Exercise prompt: For the records below, tally every line that has the word "never" and reply with the number alone.

Information given:
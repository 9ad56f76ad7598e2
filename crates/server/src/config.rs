//! Server configuration loaded from environment variables.
//!
//! # Environment Variables
//!
//! ## Required
//! - `ORBIT_DATABASE_URL` - `PostgreSQL` connection string (falls back to
//!   `DATABASE_URL`, then `DB_URL`)
//! - `ADMIN_USERNAME` - The single admin identity
//! - `ADMIN_PASSWORD_HASH` - Argon2 PHC hash of the admin password
//!   (generate with `orbit-cli hash-password`)
//! - `JWT_SECRET` - Token signing secret (min 32 chars, high entropy)
//! - `CLOUDINARY_NAME` - Cloudinary cloud name
//! - `CLOUDINARY_KEY` - Cloudinary API key
//! - `CLOUDINARY_SECRET` - Cloudinary API secret
//! - `FRONTEND_URL` - Origin allowed to make credentialed CORS requests
//!
//! ## Optional
//! - `ORBIT_HOST` - Bind address (default: 0.0.0.0)
//! - `PORT` - Listen port (default: 5000)
//! - `ORBIT_COOKIE_SECURE` - Mark auth cookies `Secure; SameSite=None` (default: true)
//! - `ORBIT_UPLOADS_PER_HOUR` - Submissions allowed per client per hour (default: 3)
//! - `CLOUDINARY_FOLDER` - Folder uploaded images are stored in (default: `orbit_users`)
//! - `SENTRY_DSN` - Sentry error tracking DSN
//! - `SENTRY_ENVIRONMENT` - Sentry environment name

use std::collections::HashMap;
use std::net::{IpAddr, SocketAddr};
use std::num::NonZeroU32;

use argon2::password_hash::PasswordHash;
use secrecy::{ExposeSecret, SecretString};
use thiserror::Error;

const MIN_JWT_SECRET_LENGTH: usize = 32;
const MIN_ENTROPY_BITS_PER_CHAR: f64 = 3.3;

/// Blocklist of common placeholder patterns (case-insensitive)
const PLACEHOLDER_PATTERNS: &[&str] = &[
    "your-",
    "changeme",
    "replace",
    "placeholder",
    "example",
    "secret",
    "password",
    "xxx",
    "todo",
    "fixme",
    "insert",
    "enter-",
    "put-your",
    "add-your",
];

/// Configuration errors that can occur during loading.
#[derive(Debug, Error)]
pub enum ConfigError {
    #[error("Missing environment variable: {0}")]
    MissingEnvVar(String),
    #[error("Invalid environment variable {0}: {1}")]
    InvalidEnvVar(String, String),
    #[error("Insecure secret in {0}: {1}")]
    InsecureSecret(String, String),
}

/// Server application configuration.
#[derive(Debug, Clone)]
pub struct ServerConfig {
    /// `PostgreSQL` database connection URL (contains password)
    pub database_url: SecretString,
    /// IP address to bind the server to
    pub host: IpAddr,
    /// Port to listen on
    pub port: u16,
    /// Frontend origin allowed by CORS
    pub frontend_url: String,
    /// Whether auth cookies are sent cross-site (`Secure; SameSite=None`)
    pub cookie_secure: bool,
    /// Submissions allowed per client per hour
    pub uploads_per_hour: NonZeroU32,
    /// Admin identity and credentials
    pub admin: AdminConfig,
    /// Cloudinary image hosting
    pub cloudinary: CloudinaryConfig,
    /// Sentry DSN for error tracking
    pub sentry_dsn: Option<String>,
    /// Sentry environment name
    pub sentry_environment: Option<String>,
}

/// Admin credentials and token signing secret.
///
/// Implements `Debug` manually to redact secret fields.
#[derive(Clone)]
pub struct AdminConfig {
    /// Admin username, compared exactly on login
    pub username: String,
    /// Argon2 PHC string for the admin password
    pub password_hash: SecretString,
    /// HMAC secret used to sign session tokens
    pub jwt_secret: SecretString,
}

impl std::fmt::Debug for AdminConfig {
    fn fmt(&self, f: &mut std::fmt::Formatter<'_>) -> std::fmt::Result {
        f.debug_struct("AdminConfig")
            .field("username", &self.username)
            .field("password_hash", &"[REDACTED]")
            .field("jwt_secret", &"[REDACTED]")
            .finish()
    }
}

/// Cloudinary API configuration.
///
/// Requests are signed with SHA-256, so the account's signature algorithm
/// must be set to SHA-256 in the Cloudinary console. Accounts left on the
/// default SHA-1 reject every upload with 401.
///
/// Implements `Debug` manually to redact secret fields.
#[derive(Clone)]
pub struct CloudinaryConfig {
    /// Cloud name (first path segment of every API URL)
    pub cloud_name: String,
    /// API key (sent with every signed request)
    pub api_key: String,
    /// API secret (used to sign requests, never sent)
    pub api_secret: SecretString,
    /// Folder uploaded images are placed in
    pub folder: String,
}

impl std::fmt::Debug for CloudinaryConfig {
    fn fmt(&self, f: &mut std::fmt::Formatter<'_>) -> std::fmt::Result {
        f.debug_struct("CloudinaryConfig")
            .field("cloud_name", &self.cloud_name)
            .field("api_key", &self.api_key)
            .field("api_secret", &"[REDACTED]")
            .field("folder", &self.folder)
            .finish()
    }
}

impl ServerConfig {
    /// Load configuration from environment variables.
    ///
    /// Calls `dotenvy::dotenv()` to load from `.env` file if present.
    ///
    /// # Errors
    ///
    /// Returns `ConfigError` if required variables are missing, invalid, or
    /// if secrets fail validation (placeholder detection, entropy check).
    pub fn from_env() -> Result<Self, ConfigError> {
        // Load .env file if present (ignore errors if not found)
        let _ = dotenvy::dotenv();

        let database_url = get_database_url("ORBIT_DATABASE_URL")?;
        let host = parse_env("ORBIT_HOST", "0.0.0.0")?;
        let port = parse_env("PORT", "5000")?;
        let frontend_url = parse_origin("FRONTEND_URL", &get_required_env("FRONTEND_URL")?)?;
        let cookie_secure = parse_env("ORBIT_COOKIE_SECURE", "true")?;
        let uploads_per_hour = parse_env("ORBIT_UPLOADS_PER_HOUR", "3")?;

        let admin = AdminConfig::from_env()?;
        let cloudinary = CloudinaryConfig::from_env()?;

        Ok(Self {
            database_url,
            host,
            port,
            frontend_url,
            cookie_secure,
            uploads_per_hour,
            admin,
            cloudinary,
            sentry_dsn: get_optional_env("SENTRY_DSN"),
            sentry_environment: get_optional_env("SENTRY_ENVIRONMENT"),
        })
    }

    /// Returns the socket address for binding the server.
    #[must_use]
    pub const fn socket_addr(&self) -> SocketAddr {
        SocketAddr::new(self.host, self.port)
    }
}

impl AdminConfig {
    fn from_env() -> Result<Self, ConfigError> {
        let username = get_required_env("ADMIN_USERNAME")?;
        if username.trim().is_empty() {
            return Err(ConfigError::InvalidEnvVar(
                "ADMIN_USERNAME".to_string(),
                "must not be empty".to_string(),
            ));
        }

        let password_hash = get_required_secret("ADMIN_PASSWORD_HASH")?;
        validate_password_hash(&password_hash, "ADMIN_PASSWORD_HASH")?;

        let jwt_secret = get_validated_secret("JWT_SECRET")?;
        validate_jwt_secret(&jwt_secret, "JWT_SECRET")?;

        Ok(Self {
            username,
            password_hash,
            jwt_secret,
        })
    }
}

impl CloudinaryConfig {
    fn from_env() -> Result<Self, ConfigError> {
        Ok(Self {
            cloud_name: get_required_env("CLOUDINARY_NAME")?,
            api_key: get_required_env("CLOUDINARY_KEY")?,
            api_secret: get_validated_secret("CLOUDINARY_SECRET")?,
            folder: get_env_or_default("CLOUDINARY_FOLDER", "orbit_users"),
        })
    }
}

// =============================================================================
// Helper Functions
// =============================================================================

/// Get a required environment variable.
fn get_required_env(key: &str) -> Result<String, ConfigError> {
    std::env::var(key).map_err(|_| ConfigError::MissingEnvVar(key.to_string()))
}

/// Get a required environment variable as a secret.
fn get_required_secret(key: &str) -> Result<SecretString, ConfigError> {
    let value = get_required_env(key)?;
    Ok(SecretString::from(value))
}

/// Get database URL, falling back to the generic names hosting providers set.
fn get_database_url(primary_key: &str) -> Result<SecretString, ConfigError> {
    for key in [primary_key, "DATABASE_URL", "DB_URL"] {
        if let Ok(value) = std::env::var(key) {
            return Ok(SecretString::from(value));
        }
    }
    Err(ConfigError::MissingEnvVar(primary_key.to_string()))
}

/// Reduce a URL to its origin (`scheme://host[:port]`), as browsers send it.
fn parse_origin(key: &str, value: &str) -> Result<String, ConfigError> {
    let url = url::Url::parse(value.trim())
        .map_err(|e| ConfigError::InvalidEnvVar(key.to_string(), e.to_string()))?;

    let origin = url.origin();
    if !origin.is_tuple() {
        return Err(ConfigError::InvalidEnvVar(
            key.to_string(),
            "must be an http(s) URL".to_string(),
        ));
    }

    Ok(origin.ascii_serialization())
}

/// Get an optional environment variable.
fn get_optional_env(key: &str) -> Option<String> {
    std::env::var(key).ok()
}

/// Get an environment variable with a default value.
fn get_env_or_default(key: &str, default: &str) -> String {
    std::env::var(key).unwrap_or_else(|_| default.to_string())
}

/// Parse an environment variable (or its default) into `T`.
fn parse_env<T>(key: &str, default: &str) -> Result<T, ConfigError>
where
    T: std::str::FromStr,
    T::Err: std::fmt::Display,
{
    get_env_or_default(key, default)
        .parse::<T>()
        .map_err(|e| ConfigError::InvalidEnvVar(key.to_string(), e.to_string()))
}

/// Validate that the token signing secret meets minimum length requirements.
fn validate_jwt_secret(secret: &SecretString, var_name: &str) -> Result<(), ConfigError> {
    let value = secret.expose_secret();
    if value.len() < MIN_JWT_SECRET_LENGTH {
        return Err(ConfigError::InsecureSecret(
            var_name.to_string(),
            format!(
                "must be at least {} characters (got {})",
                MIN_JWT_SECRET_LENGTH,
                value.len()
            ),
        ));
    }
    Ok(())
}

/// Validate that the admin password hash is an Argon2 PHC string.
fn validate_password_hash(hash: &SecretString, var_name: &str) -> Result<(), ConfigError> {
    let parsed = PasswordHash::new(hash.expose_secret())
        .map_err(|e| ConfigError::InvalidEnvVar(var_name.to_string(), e.to_string()))?;

    if !parsed.algorithm.as_str().starts_with("argon2") {
        return Err(ConfigError::InvalidEnvVar(
            var_name.to_string(),
            format!(
                "expected an argon2 hash, got '{}' (generate one with `orbit-cli hash-password`)",
                parsed.algorithm
            ),
        ));
    }

    Ok(())
}

/// Calculate Shannon entropy in bits per character.
fn shannon_entropy(s: &str) -> f64 {
    if s.is_empty() {
        return 0.0;
    }

    let mut freq: HashMap<char, usize> = HashMap::new();
    for c in s.chars() {
        *freq.entry(c).or_insert(0) += 1;
    }

    #[allow(clippy::cast_precision_loss)] // String length will never exceed f64 precision
    let len = s.len() as f64;
    freq.values()
        .map(|&count| {
            #[allow(clippy::cast_precision_loss)] // Character count will never exceed f64 precision
            let p = count as f64 / len;
            -p * p.log2()
        })
        .sum()
}

/// Validate that a secret is not a placeholder and has sufficient entropy.
fn validate_secret_strength(secret: &str, var_name: &str) -> Result<(), ConfigError> {
    let lower = secret.to_lowercase();

    for pattern in PLACEHOLDER_PATTERNS {
        if lower.contains(pattern) {
            return Err(ConfigError::InsecureSecret(
                var_name.to_string(),
                format!("appears to be a placeholder (contains '{pattern}')"),
            ));
        }
    }

    let entropy = shannon_entropy(secret);
    if entropy < MIN_ENTROPY_BITS_PER_CHAR {
        return Err(ConfigError::InsecureSecret(
            var_name.to_string(),
            format!(
                "entropy too low ({entropy:.2} bits/char, need >= {MIN_ENTROPY_BITS_PER_CHAR:.1}). Use a randomly generated secret."
            ),
        ));
    }

    Ok(())
}

/// Load and validate a secret from environment.
fn get_validated_secret(key: &str) -> Result<SecretString, ConfigError> {
    let value = get_required_env(key)?;
    validate_secret_strength(&value, key)?;
    Ok(SecretString::from(value))
}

Result of this task: 3